The US government plans to impose higher tariffs on various Chinese imports, including green products such as solar panels and batteries, medical equipment, and, most notably, an increase in duties on Chinese EVs from 25% to 100%.
The speculations originally surfaced late Thursday that tariffs will be prolonged following a multi-year review of "section 301 tariffs" issued by the previous administration.
Wall Street Journal Reports Quadrupled Duties on Chinese EVs as Biden Administration Considers Tariff Doubling
On May 10, the Wall Street Journal reported that these duties would be increased, with levies on Chinese-made EVs quadrupling from previous levels.
Currently, all Chinese-made automobiles are subject to a 25% duty when imported into the United States, on top of an additional 2.5% levy on all foreign-made cars, for a total of 27.5%. This high tax has effectively excluded Chinese automobiles from the US market, as it is easier to export to nations with lower tariffs first.
However, because Chinese EVs are quite low, even a 25% tax may result in competitive prices. As a result, most experts believe that Chinese EVs will soon be sold in the United States.
Biden appears to have also concluded that the 25% tariff would not be sufficient to halt the advance and has instead opted to double it to 100%, implying that Chinese EVs will sell for double the price they would otherwise be imported into the US. While this has not yet been confirmed, and the White House has declined to comment, an announcement on the new tariffs is due on Tuesday.
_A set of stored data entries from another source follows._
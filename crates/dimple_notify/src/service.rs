// --- File: crates/dimple_notify/src/service.rs ---
//! [`ContactNotifier`] implementation over the Telegram Bot API.

use crate::logic::{escape_html, send_telegram_message, telegram_bot_token, NotifyError};
use dimple_common::services::{BoxFuture, ContactNotifier, NotificationResult};
use dimple_config::{AppConfig, NotifyConfig};

/// Announces payment-confirmed contact sharing to the operations channel.
pub struct TelegramNotifier {
    config: NotifyConfig,
}

impl TelegramNotifier {
    pub fn new(config: NotifyConfig) -> Self {
        Self { config }
    }

    /// Builds the notifier from the unified config when notifications are
    /// switched on.
    pub fn from_app_config(config: &AppConfig) -> Option<Self> {
        if !config.use_notify {
            return None;
        }
        Some(Self::new(config.notify.clone().unwrap_or_default()))
    }
}

impl ContactNotifier for TelegramNotifier {
    type Error = NotifyError;

    fn share_contact(
        &self,
        booking_id: &str,
        client_id: &str,
        provider_id: &str,
    ) -> BoxFuture<'_, NotificationResult, Self::Error> {
        // Clone the values to avoid lifetime issues
        let booking_id = booking_id.to_string();
        let client_id = client_id.to_string();
        let provider_id = provider_id.to_string();

        Box::pin(async move {
            let bot_token = telegram_bot_token()?;
            let chat_id = self
                .config
                .admin_chat_id
                .as_deref()
                .ok_or(NotifyError::Config)?;

            let text = format!(
                "\u{1F4B0} <b>PAYMENT CONFIRMED</b>\n\n\
                 <b>Booking:</b> <code>{}</code>\n\
                 <b>Client:</b> <code>{}</code>\n\
                 <b>Massager:</b> <code>{}</code>\n\n\
                 Massager contact details may now be shared with the client.",
                escape_html(&booking_id),
                escape_html(&client_id),
                escape_html(&provider_id),
            );

            let message_id = send_telegram_message(&bot_token, chat_id, &text).await?;
            Ok(NotificationResult {
                id: message_id,
                status: "sent".to_string(),
            })
        })
    }
}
Numerous entities in the United States (and Europe) have proposed tariffs on Chinese EV production, which has increased rapidly in recent years.
Rapid Rise of Chinese EV Market Challenges Western Manufacturers and US Trade Policies
China was initially slow to adopt EVs; in 2015, the EV market share was only 84%, comparable to the US market share of 66% and far below California's 3.1%, as per Electrek.
However, by 2023, the US market share had climbed to a dismal 7.6% and California to only 21.4%. China's EV market share had risen to a stunning 37%, leapfrogging numerous other top countries. This caught Western manufacturers off guard, sending ICE car values plunging in China because consumers were simply uninterested.
Despite the tremendous surge in Chinese EV enthusiasm, EV manufacturing has grown even faster. This has left Chinese automakers with an abundance of vehicles for the export market, and they have begun sending so many to Europe that there aren't enough ships to transport them.
These EVs have yet to arrive in the United States, but most believe they will do so shortly. However, increasing tariffs make US buyers less likely to have access to these low-cost, high-tech Chinese EVs.
This is not Biden's first endeavor to limit the Chinese auto industry's capacity to operate in the United States. The Inflation Reduction Act, which revised the US EV tax credit, included protectionist provisions that prevented Chinese-sourced EVs from using the benefit. To be eligible, EVs must be constructed in the United States and have a specified percentage of components supplied in the United States or US free trade countries, with no parts from "foreign entities of concern" (though there are several exceptions).
The law has the net effect of making it more difficult for Chinese batteries to obtain tax credits in the United States, lowering their competitiveness in the market.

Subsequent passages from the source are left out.